Since the dispute involves legal and historical factors, extensive research had to be done.

Raja Nazrin Aznam, Under-Secretary of the Adjudication and Arbitration Division, Ministry of Foreign Affairs, said that various agencies were involved in the research work, which had to be carried out thoroughly.

"Our officers get only two-and-a-half hours of sleep, They work until the wee hours of the morning," he told Malaysian reporters covering the case.

Describing the research work as "voluminous and extensive", he said that it was also carried out worldwide in archives and museums.

The parties involved included the Department of Survey and Mapping, the National Archives, the National Hydrographic Centre of the Royal Malaysian Navy and individuals who are experts in their fields, apart from the Attorney-General's Chambers and officers from the Adjudication and Arbitration Division.

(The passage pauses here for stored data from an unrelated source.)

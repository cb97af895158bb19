// ==========================================
// 便利店智能补货系统 - 外部因素仓储
// ==========================================
// 依据: Prediction_Engine_Specs_v1.2.md - 3. 系数管线输入
// 职责: 节假日/气温条目读取与节假日上下文派生
// ==========================================

use crate::db::open_sqlite_connection;
use crate::repository::error::{RepositoryError, RepositoryResult};
use chrono::{Duration, NaiveDate};
use rusqlite::{params, Connection, OptionalExtension};
use serde::{Deserialize, Serialize};
use std::collections::HashMap;
use std::sync::{Arc, Mutex};

// ==========================================
// HolidayInfo - 节假日条目
// ==========================================
#[derive(Debug, Clone, Serialize, Deserialize)]
pub struct HolidayInfo {
    pub date: NaiveDate,
    pub name: String,
    pub length_days: i32, // 连休长度
}

// ==========================================
// HolidayContext - 目标日相对节假日的位置
// ==========================================
#[derive(Debug, Clone, Copy, PartialEq, Eq, Serialize, Deserialize)]
#[serde(rename_all = "SCREAMING_SNAKE_CASE")]
pub enum HolidayPosition {
    Before, // 节前日
    During, // 节中
    After,  // 节后日
}

#[derive(Debug, Clone, Serialize, Deserialize)]
pub struct HolidayContext {
    pub position: HolidayPosition,
    pub length_days: i32,
    pub name: String,
}

pub struct ExternalFactorRepository {
    conn: Arc<Mutex<Connection>>,
}

impl ExternalFactorRepository {
    /// 创建新的 ExternalFactorRepository 实例
    pub fn new(db_path: &str) -> RepositoryResult<Self> {
        let conn = open_sqlite_connection(db_path)?;
        Ok(Self {
            conn: Arc::new(Mutex::new(conn)),
        })
    }

    /// 从已有连接创建仓储实例
    pub fn from_connection(conn: Arc<Mutex<Connection>>) -> Self {
        Self { conn }
    }

    fn get_conn(&self) -> RepositoryResult<std::sync::MutexGuard<Connection>> {
        self.conn
            .lock()
            .map_err(|e| RepositoryError::LockError(e.to_string()))
    }

    /// 指定日期的节假日条目
    pub fn holiday_on(&self, date: NaiveDate) -> RepositoryResult<Option<HolidayInfo>> {
        let conn = self.get_conn()?;

        let info = conn
            .query_row(
                r#"
                SELECT factor_date, holiday_name, holiday_length
                FROM external_factor
                WHERE factor_date = ?1 AND factor_type = 'HOLIDAY'
                "#,
                params![date],
                |row| {
                    Ok(HolidayInfo {
                        date: row.get(0)?,
                        name: row.get(1)?,
                        length_days: row.get(2)?,
                    })
                },
            )
            .optional()?;

        Ok(info)
    }

    /// 目标日的节假日上下文（节前/节中/节后,无则 None）
    ///
    /// 判定顺序: 节中 → 节前 → 节后（命中即停）
    pub fn holiday_context(&self, date: NaiveDate) -> RepositoryResult<Option<HolidayContext>> {
        if let Some(h) = self.holiday_on(date)? {
            return Ok(Some(HolidayContext {
                position: HolidayPosition::During,
                length_days: h.length_days,
                name: h.name,
            }));
        }
        if let Some(h) = self.holiday_on(date + Duration::days(1))? {
            return Ok(Some(HolidayContext {
                position: HolidayPosition::Before,
                length_days: h.length_days,
                name: h.name,
            }));
        }
        if let Some(h) = self.holiday_on(date - Duration::days(1))? {
            return Ok(Some(HolidayContext {
                position: HolidayPosition::After,
                length_days: h.length_days,
                name: h.name,
            }));
        }
        Ok(None)
    }

    /// 区间内的节假日日期集合（估计器对假期样本降权）
    pub fn holidays_in_range(
        &self,
        start: NaiveDate,
        end: NaiveDate,
    ) -> RepositoryResult<HashMap<NaiveDate, HolidayInfo>> {
        let conn = self.get_conn()?;

        let mut stmt = conn.prepare(
            r#"
            SELECT factor_date, holiday_name, holiday_length
            FROM external_factor
            WHERE factor_type = 'HOLIDAY' AND factor_date >= ?1 AND factor_date <= ?2
            "#,
        )?;
        let rows = stmt.query_map(params![start, end], |row| {
            Ok(HolidayInfo {
                date: row.get(0)?,
                name: row.get(1)?,
                length_days: row.get(2)?,
            })
        })?;

        let mut map = HashMap::new();
        for row in rows {
            let h = row?;
            map.insert(h.date, h);
        }
        Ok(map)
    }

    /// 指定日期的气温（摄氏度,无条目返回 None）
    pub fn temperature_on(&self, date: NaiveDate) -> RepositoryResult<Option<f64>> {
        let conn = self.get_conn()?;

        let temp = conn
            .query_row(
                r#"
                SELECT temperature FROM external_factor
                WHERE factor_date = ?1 AND factor_type = 'WEATHER'
                "#,
                params![date],
                |row| row.get::<_, Option<f64>>(0),
            )
            .optional()?;

        Ok(temp.flatten())
    }
}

Raja Nazrin said that the Johor state government and the Johor palace had also been helping a lot in the preparations for the sovereignty dispute between Malaysia and Singapore concerning Pulau Batu Puteh, Middle Rocks and South Ledge.

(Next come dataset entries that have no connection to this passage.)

// ==========================================
// SolverDecision - 求解结果
// ==========================================
#[derive(Debug, Clone)]
pub struct SolverDecision {
    pub order_qty: i64,
    /// 取整前的原始需要量（诊断用）
    pub raw_need: f64,
    pub skip_reason: Option<SkipReason>,
    /// 是否发生了统计模型融合
    pub blended: bool,
}

impl SolverDecision {
    fn zero(skip_reason: Option<SkipReason>) -> Self {
        Self {
            order_qty: 0,
            raw_need: 0.0,
            skip_reason,
            blended: false,
        }
    }
}

// ==========================================
// OrderQuantitySolver - 订货量求解器
// ==========================================
pub struct OrderQuantitySolver {
    config: SolverConfig,
    ensemble_weight: f64,
}

impl OrderQuantitySolver {
    pub fn new(config: SolverConfig, ensemble_weight: f64) -> Self {
        Self {
            config,
            ensemble_weight,
        }
    }

    /// 判定目标日所处的促销阶段
    ///
    /// # 说明
    /// - 起始段/收尾段各取促销期前后 promo_edge_days 天
    /// - 促销期短于两段之和时起始段优先
    pub fn promotion_phase(&self, period: Option<&PromotionPeriod>, date: NaiveDate) -> PromotionPhase {
        let Some(p) = period else {
            return PromotionPhase::None;
        };
        if !p.contains(date) {
            return PromotionPhase::None;
        }
        let edge = self.config.promo_edge_days;
        if (date - p.start_date).num_days() < edge {
            PromotionPhase::RampIn
        } else if (p.end_date - date).num_days() < edge {
            PromotionPhase::RampOut
        } else {
            PromotionPhase::Steady
        }
    }

    /// 求解最终订货量（调整步骤顺序固定）
    pub fn solve(&self, inputs: &SolverInputs<'_>, category_cfg: &CategoryPolicyConfig) -> SolverDecision {
        let cfg = &self.config;
        let demand = inputs.daily_demand.max(0.0);
        let stock = inputs.inventory.stock;
        let on_hand = inputs.inventory.effective_on_hand();

        // 1. 覆盖需要量: 需求 ×（下次可订货间隔 + 前置期）+ 安全库存 + 附加需求
        let coverage_days =
            (inputs.product.days_until_next_orderable(inputs.target_date)
                + inputs.product.lead_time_days.max(0)) as f64;
        let gross_requirement =
            demand * coverage_days.max(1.0) + inputs.safety_stock + inputs.extra_demand;

        // 2. 最小库存短路: 在手量已覆盖需要量则不订货
        //    （必须先于过量库存抑制,保证判定口径一致）
        if on_hand >= gross_requirement && !inputs.min_one_unit {
            return SolverDecision::zero(None);
        }
        let mut need = gross_requirement - on_hand;

        // 3. 枯竭上限: 零库存时需求估计噪声大,限制为日需求的固定倍数
        if stock <= 0.0 && demand > 0.0 {
            need = need.min(demand * cfg.depleted_cap_multiple);
        }

        // 4. 跳过信号: 不可订货日 / 超上限 / 截单品 → 归零
        if let Some(reason) = inputs.skip_reason {
            return SolverDecision::zero(Some(reason));
        }

        // 5. 周五增量（品类策略置位时）
        if inputs.friday_boost && inputs.target_date.weekday() == Weekday::Fri {
            need *= cfg.friday_boost_coef;
        }

        // 6. 短保废弃缩减
        if inputs.product.shelf_life_days <= cfg.waste_shrink_shelf_days {
            need *= cfg.waste_shrink_factor;
        }

        // 7. 过量库存抑制: 在手供给天数超限则归零
        if demand > 0.0 && on_hand / demand > cfg.overstock_days_supply {
            debug!(
                item_code = %inputs.product.item_code,
                days_supply = on_hand / demand,
                "过量库存,抑制订货"
            );
            need = 0.0;
        }

        // 8. ROP 强制订货: 高间歇品在手量跌破水位时至少补一单位
        let rop_forced = inputs.quality.intermittent
            && on_hand <= cfg.rop_stock_level
            && need < cfg.min_order_threshold;
        if rop_forced {
            need = 1.0;
        }

        // 9. 最小订货阈值
        if need < cfg.min_order_threshold {
            need = 0.0;
        } else if need < 1.0 {
            need = 1.0;
        }

        // 10. 保底一单位（鲜食空货架）
        if inputs.min_one_unit && need < 1.0 {
            need = 1.0;
        }

        // 11. 促销阶段调整
        let unit = inputs.product.safe_order_unit() as f64;
        match inputs.promotion_phase {
            PromotionPhase::RampIn => {
                need *= cfg.promo_ramp_in_coef;
                need = need.max(cfg.promo_min_units as f64 * unit);
            }
            PromotionPhase::Steady => {
                need *= cfg.promo_steady_coef;
                need = need.max(cfg.promo_min_units as f64 * unit);
            }
            PromotionPhase::RampOut => need *= cfg.promo_ramp_out_coef,
            PromotionPhase::None => {}
        }

        // 12. 统计模型融合（订货量层面,加权平均）
        let mut blended = false;
        if let Some(est) = inputs.ensemble_order_estimate {
            if need > 0.0 && est >= 0.0 {
                need = need * (1.0 - self.ensemble_weight) + est * self.ensemble_weight;
                blended = true;
            }
        }

        // 13. 差异反馈乘数
        need *= inputs.feedback_multiplier;

        // 14. 上限收口: 硬性库存上限 + 品类最大订货量
        let mut ceiling = f64::MAX;
        if let Some(cap) = inputs.stock_cap {
            ceiling = ceiling.min((cap - on_hand).max(0.0));
        }
        if let Some(max_qty) = category_cfg.max_order_qty.get(&inputs.group) {
            ceiling = ceiling.min(*max_qty as f64);
        }
        need = need.min(ceiling);

        // 15. 订货倍数取整: 向上取整,越过上限则退为向下
        let order_qty = round_to_unit(need, unit, ceiling);

        SolverDecision {
            order_qty,
            raw_need: need,
            skip_reason: None,
            blended,
        }
    }
}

Malaysia's first navy chief, Tan Sri K.Thanabalasingam, who had written the Letter of Promulgation in 1968, was also involved.

"We have people who can think out of the box," Raja Nazrin said.

The Letter of Promulgation describes the outer limits of Malaysian territoral waters and the so-called foreign claimed waters in West Malaysia for purposes of Royal Malaysian Navy patrols. Malaysia had submitted this letter to the court to show that it regarded Pulau Batu Puteh, Middle Rocks and South Ledge and their surrounding waters as Malaysian territory.

Others in the Malaysian delegation who are acting as technical advisors include Tan Ah Bah, Director of Survey (Boundary Affairs Section), Department of Survey and Mapping, and Professor Dr Sharifah Mastura Syed Abdullah, Dean of the Faculty of Social Sciences and Humanitites, Universiti Kebangsaan Malaysia (UKM).

Raja Nazrin said each of the team members had background experience and are experts in their own fields.

"We do not create a team overnight. It is a good team and their spirits are always up," he said, adding that meetings were held everyday.

"Quality control" was carried out at 7am everyday to make sure that all the papers prepared for the judges carried references and the draft speeches must also be checked, he said, adding that up to today, "17,500 pages" had been prepared for the case.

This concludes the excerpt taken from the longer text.